THE LIBERAL IN DENIAL
In his powerful little book, The Once and Future Liberal: After Identity Politics, Mark Lilla, himself a disillusioned liberal, says that liberals ‘are losing because they have retreated into caves they have carved for themselves in the side of what once was a great mountain.’ They have become evangelists. ‘The difference is this: evangelism is about speaking truth to power. Politics is about seizing power to defend the truth.’ They are wilfully trapped in identity politics. ‘At a moment when political consciousness and strategizing need to be developed, we are expending our energies on symbolic dramas over identity. At a time when it is crucial to direct our efforts into seizing institutional power by winning elections, we dissipate them in expressive movements indifferent to the effects they may have on the voting public. In an age when we need to educate young people to think of themselves as citizens with duties toward each other, we encourage them instead to descend into the rabbit hole of the self.’ He writes in an American context, but his argument rings true in India, where the intellectual class that sustains anti-Moditva is weighed down by the enormity of ‘Me’—‘the rabbit hole of the self’. They can only hate him; they can’t escape him. They might as well dismiss the people, as Burke would have suggested—those ‘deplorables’, the people, unless they are easily ‘identifiable’ as groups and sub-groups. The liberal lives in an echo chamber.
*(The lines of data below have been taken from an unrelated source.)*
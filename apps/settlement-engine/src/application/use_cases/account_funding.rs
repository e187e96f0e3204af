//! Account Funding Use Case
//!
//! Deposits and withdrawals of customer cash.

use std::sync::Arc;

use tracing::info;

use crate::application::ports::{ClockPort, UnitOfWork};
use crate::application::services::PortfolioLedger;
use crate::domain::portfolio::CustomerAccount;
use crate::domain::shared::{AccountId, Money, Timestamp};
use crate::error::EngineError;

/// Use case for moving cash in and out of customer accounts.
pub struct AccountFundingUseCase<U, C>
where
    U: UnitOfWork,
    C: ClockPort,
{
    uow: Arc<U>,
    ledger: Arc<PortfolioLedger>,
    clock: Arc<C>,
}

impl<U, C> AccountFundingUseCase<U, C>
where
    U: UnitOfWork,
    C: ClockPort,
{
    /// Create a new AccountFundingUseCase.
    pub const fn new(uow: Arc<U>, ledger: Arc<PortfolioLedger>, clock: Arc<C>) -> Self {
        Self { uow, ledger, clock }
    }

    /// Add cash to an account.
    pub fn deposit(
        &self,
        account_id: AccountId,
        amount: Money,
    ) -> Result<CustomerAccount, EngineError> {
        let now = Timestamp::new(self.clock.now());
        let account = self
            .uow
            .transact(|tx| self.ledger.deposit(tx, account_id, amount, now))?;
        info!(account_id = %account_id, amount = %amount, balance = %account.balance(), "Deposit");
        Ok(account)
    }

    /// Take free cash out of an account.
    pub fn withdraw(
        &self,
        account_id: AccountId,
        amount: Money,
    ) -> Result<CustomerAccount, EngineError> {
        let now = Timestamp::new(self.clock.now());
        let account = self
            .uow
            .transact(|tx| self.ledger.withdraw(tx, account_id, amount, now))?;
        info!(account_id = %account_id, amount = %amount, balance = %account.balance(), "Withdrawal");
        Ok(account)
    }
}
IT’S NOT FOR the first time that India is in thrall to the Leader with a Capital L.Then it was power with a historical pedigree. It was the entitlement of a bloodline, though the original Mrs G was a natural while playing with the mass mind; it was as if she was born to play Mother India. The new Leader, whose legend has to be written in his own words, marks the revenge of the outsider, the man who came from the ordinariness of India, its possibilities in the politics of change. Modi is the change India is yet to comprehend fully.